• Your objective
Among the entries below, find the lines that contain the string "MediaKind". State only how many there are.

Items listed in a dataset:
****

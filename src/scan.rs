//! The upload form: select a file, submit it, show the outcome.
//!
//! [`ScanForm`] owns the selected file and the [`UiState`]. A submission
//! takes `&mut self` for its whole duration, so a second one cannot start
//! while the first is in flight, and it always ends in exactly one of
//! [`UiState::Error`] or [`UiState::Result`].
//!
//! ```text
//! select_file ──▶ Idle ──submit──▶ Loading ──┬──▶ Result(ocr)
//!      │                                     └──▶ Error(msg)
//!      └── wrong type ──▶ Error(msg)
//! ```

use crate::config::ScanConfig;
use crate::error::ScanError;
use crate::output::{ConvertedImage, OcrResult};
use crate::pipeline::input::{self, MediaKind, PickedFile, SelectedFile};
use crate::pipeline::render::{self, PageRasterizer, PdfiumRasterizer};
use crate::pipeline::{encode, upload};
use crate::state::UiState;
use std::path::Path;
use std::sync::Arc;
use std::time::Instant;
use tracing::{debug, error, info, warn};

/// File name given to a PDF's rendered first page.
pub const CONVERTED_FILE_NAME: &str = "converted.jpg";

/// Interactive form state plus the collaborators a submission needs.
pub struct ScanForm {
    config: ScanConfig,
    client: reqwest::Client,
    rasterizer: Arc<dyn PageRasterizer>,
    selected: Option<SelectedFile>,
    state: UiState,
}

impl ScanForm {
    /// Create an empty form.
    pub fn new(config: ScanConfig) -> Result<Self, ScanError> {
        let client = upload::build_client(config.request_timeout_secs)?;
        let rasterizer = resolve_rasterizer(&config);
        Ok(Self {
            config,
            client,
            rasterizer,
            selected: None,
            state: UiState::Idle,
        })
    }

    pub fn state(&self) -> &UiState {
        &self.state
    }

    pub fn selected(&self) -> Option<&SelectedFile> {
        self.selected.as_ref()
    }

    /// Submit is enabled only with a file selected and nothing in flight.
    pub fn can_submit(&self) -> bool {
        self.selected.is_some() && !self.state.is_loading()
    }

    /// Replace the selection with `picked`.
    ///
    /// A JPEG or PDF becomes the new selection and clears any shown error or
    /// result. Anything else clears the selection and shows the
    /// invalid-type error.
    pub fn select_file(&mut self, picked: PickedFile) -> Result<&SelectedFile, ScanError> {
        match SelectedFile::try_from(picked) {
            Ok(file) => {
                info!("Selected: {} ({})", file.name, file.media_type());
                self.set_state(UiState::Idle);
                Ok(&*self.selected.insert(file))
            }
            Err(e) => {
                warn!("{}", e);
                self.selected = None;
                self.set_state(UiState::Error(e.user_message()));
                Err(e)
            }
        }
    }

    /// Read `path` and select it. The declared type comes from the
    /// extension unless `media_type` is given.
    pub async fn select_path(
        &mut self,
        path: &Path,
        media_type: Option<&str>,
    ) -> Result<&SelectedFile, ScanError> {
        let picked = input::pick_file(path, media_type).await?;
        self.select_file(picked)
    }

    /// Upload the selected file and record the outcome.
    ///
    /// With nothing selected this fails at once without entering
    /// [`UiState::Loading`]. Otherwise the form is `Loading` until the
    /// returned future completes, then `Result` or `Error`.
    pub async fn submit(&mut self) -> Result<OcrResult, ScanError> {
        if self.selected.is_none() {
            let e = ScanError::NoFileSelected;
            self.set_state(UiState::Error(e.user_message()));
            return Err(e);
        }

        self.set_state(UiState::Loading);
        let start = Instant::now();
        let outcome = self.run_submission().await;

        match outcome {
            Ok(result) => {
                info!(
                    "Document processed in {}ms",
                    start.elapsed().as_millis()
                );
                self.set_state(UiState::Result(result.clone()));
                Ok(result)
            }
            Err(e) => {
                if e.is_hard_failure() {
                    error!("Document submission failed: {}", e);
                } else {
                    warn!("{}", e);
                }
                self.set_state(UiState::Error(e.user_message()));
                Err(e)
            }
        }
    }

    async fn run_submission(&self) -> Result<OcrResult, ScanError> {
        let file = self.selected.as_ref().ok_or(ScanError::NoFileSelected)?;

        let converted;
        let payload = match file.kind {
            MediaKind::Jpeg => file,
            MediaKind::Pdf => {
                converted =
                    convert_pdf_to_jpeg(file, Arc::clone(&self.rasterizer), &self.config).await?;
                if converted.page_count > 1 {
                    warn!(
                        "'{}' has {} pages; only page 1 is uploaded",
                        file.name, converted.page_count
                    );
                    if let Some(ref obs) = self.config.observer {
                        obs.on_first_page_only(converted.page_count);
                    }
                }
                &converted.file
            }
        };

        let envelope =
            upload::post_document(&self.client, &self.config.endpoint_url, payload).await?;
        upload::interpret_envelope(envelope, &self.config.endpoint_url)
    }

    fn set_state(&mut self, state: UiState) {
        debug!("State → {:?}", state);
        self.state = state;
        if let Some(ref obs) = self.config.observer {
            obs.on_state_change(&self.state);
        }
    }
}

/// Render page 1 of a PDF at the configured scale and encode it as JPEG.
///
/// Multi-page documents are truncated to their first page; the page count
/// is reported in [`ConvertedImage::page_count`].
pub async fn convert_pdf_to_jpeg(
    file: &SelectedFile,
    rasterizer: Arc<dyn PageRasterizer>,
    config: &ScanConfig,
) -> Result<ConvertedImage, ScanError> {
    let start = Instant::now();
    let page =
        render::rasterize_first_page(rasterizer, file.bytes.clone(), config.render_scale).await?;

    let quality = config.jpeg_quality;
    let image = page.image;
    let (width, height) = (image.width(), image.height());
    let bytes = tokio::task::spawn_blocking(move || encode::encode_jpeg(&image, quality))
        .await
        .map_err(|e| ScanError::Internal(format!("Encode task panicked: {}", e)))??;

    info!(
        "Converted '{}' page 1/{} → {}x{} JPEG in {}ms",
        file.name,
        page.page_count,
        width,
        height,
        start.elapsed().as_millis()
    );

    Ok(ConvertedImage {
        file: SelectedFile {
            name: CONVERTED_FILE_NAME.to_string(),
            kind: MediaKind::Jpeg,
            bytes,
        },
        page_count: page.page_count,
        width,
        height,
    })
}

/// Select `path` and submit it with a fresh form.
pub async fn scan(path: impl AsRef<Path>, config: &ScanConfig) -> Result<OcrResult, ScanError> {
    let mut form = ScanForm::new(config.clone())?;
    form.select_path(path.as_ref(), None).await?;
    form.submit().await
}

/// Synchronous wrapper around [`scan`].
///
/// Creates a temporary tokio runtime internally.
pub fn scan_sync(path: impl AsRef<Path>, config: &ScanConfig) -> Result<OcrResult, ScanError> {
    tokio::runtime::Runtime::new()
        .map_err(|e| ScanError::Internal(format!("Failed to create tokio runtime: {}", e)))?
        .block_on(scan(path, config))
}

/// Pre-built rasteriser first, then an explicit pdfium path, then the
/// system library.
fn resolve_rasterizer(config: &ScanConfig) -> Arc<dyn PageRasterizer> {
    if let Some(ref r) = config.renderer {
        return Arc::clone(r);
    }
    match config.renderer_library_path {
        Some(ref path) => Arc::new(PdfiumRasterizer::with_library(path.clone())),
        None => Arc::new(PdfiumRasterizer::system()),
    }
}

#[cfg(test)]
mod tests {
    use super::*;
    use crate::pipeline::render::RasterizedPage;
    use image::{DynamicImage, Rgba, RgbaImage};

    struct SolidRasterizer {
        pages: usize,
    }

    impl PageRasterizer for SolidRasterizer {
        fn render_first_page(&self, _pdf: &[u8], scale: f32) -> Result<RasterizedPage, ScanError> {
            let w = (40.0 * scale).round() as u32;
            let h = (60.0 * scale).round() as u32;
            Ok(RasterizedPage {
                image: DynamicImage::ImageRgba8(RgbaImage::from_pixel(w, h, Rgba([255; 4]))),
                page_count: self.pages,
            })
        }
    }

    fn pdf_file() -> SelectedFile {
        SelectedFile {
            name: "report.pdf".into(),
            kind: MediaKind::Pdf,
            bytes: b"%PDF-1.7".to_vec(),
        }
    }

    #[tokio::test]
    async fn conversion_is_named_and_scaled() {
        let config = ScanConfig::default();
        let out = convert_pdf_to_jpeg(&pdf_file(), Arc::new(SolidRasterizer { pages: 4 }), &config)
            .await
            .unwrap();
        assert_eq!(out.file.name, "converted.jpg");
        assert_eq!(out.file.media_type(), "image/jpeg");
        assert_eq!((out.width, out.height), (60, 90));
        assert_eq!(out.page_count, 4);
        assert_eq!(&out.file.bytes[..2], &[0xFF, 0xD8]);
    }

    #[test]
    fn fresh_form_cannot_submit() {
        let form = ScanForm::new(ScanConfig::default()).unwrap();
        assert_eq!(form.state(), &UiState::Idle);
        assert!(!form.can_submit());
    }

    #[test]
    fn invalid_selection_clears_previous_file() {
        let mut form = ScanForm::new(ScanConfig::default()).unwrap();
        form.select_file(PickedFile::new("a.jpg", "image/jpeg", vec![1]))
            .unwrap();
        assert!(form.can_submit());

        let err = form
            .select_file(PickedFile::new("a.gif", "image/gif", vec![2]))
            .unwrap_err();
        assert!(matches!(err, ScanError::InvalidFileType { .. }));
        assert!(form.selected().is_none());
        assert!(!form.can_submit());
        assert_eq!(
            form.state().error(),
            Some("Please upload a valid JPG or PDF file.")
        );
    }

    #[tokio::test]
    async fn submit_without_file_stays_out_of_loading() {
        let mut form = ScanForm::new(ScanConfig::default()).unwrap();
        let err = form.submit().await.unwrap_err();
        assert!(matches!(err, ScanError::NoFileSelected));
        assert_eq!(form.state().error(), Some("Please select a file to upload."));
    }

    #[test]
    fn explicit_renderer_wins() {
        let r: Arc<dyn PageRasterizer> = Arc::new(SolidRasterizer { pages: 1 });
        let config = ScanConfig::builder()
            .renderer(Arc::clone(&r))
            .renderer_library_path("/nowhere")
            .build()
            .unwrap();
        let resolved = resolve_rasterizer(&config);
        assert!(Arc::ptr_eq(&resolved, &r));
    }
}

****

• Response for this exercise
5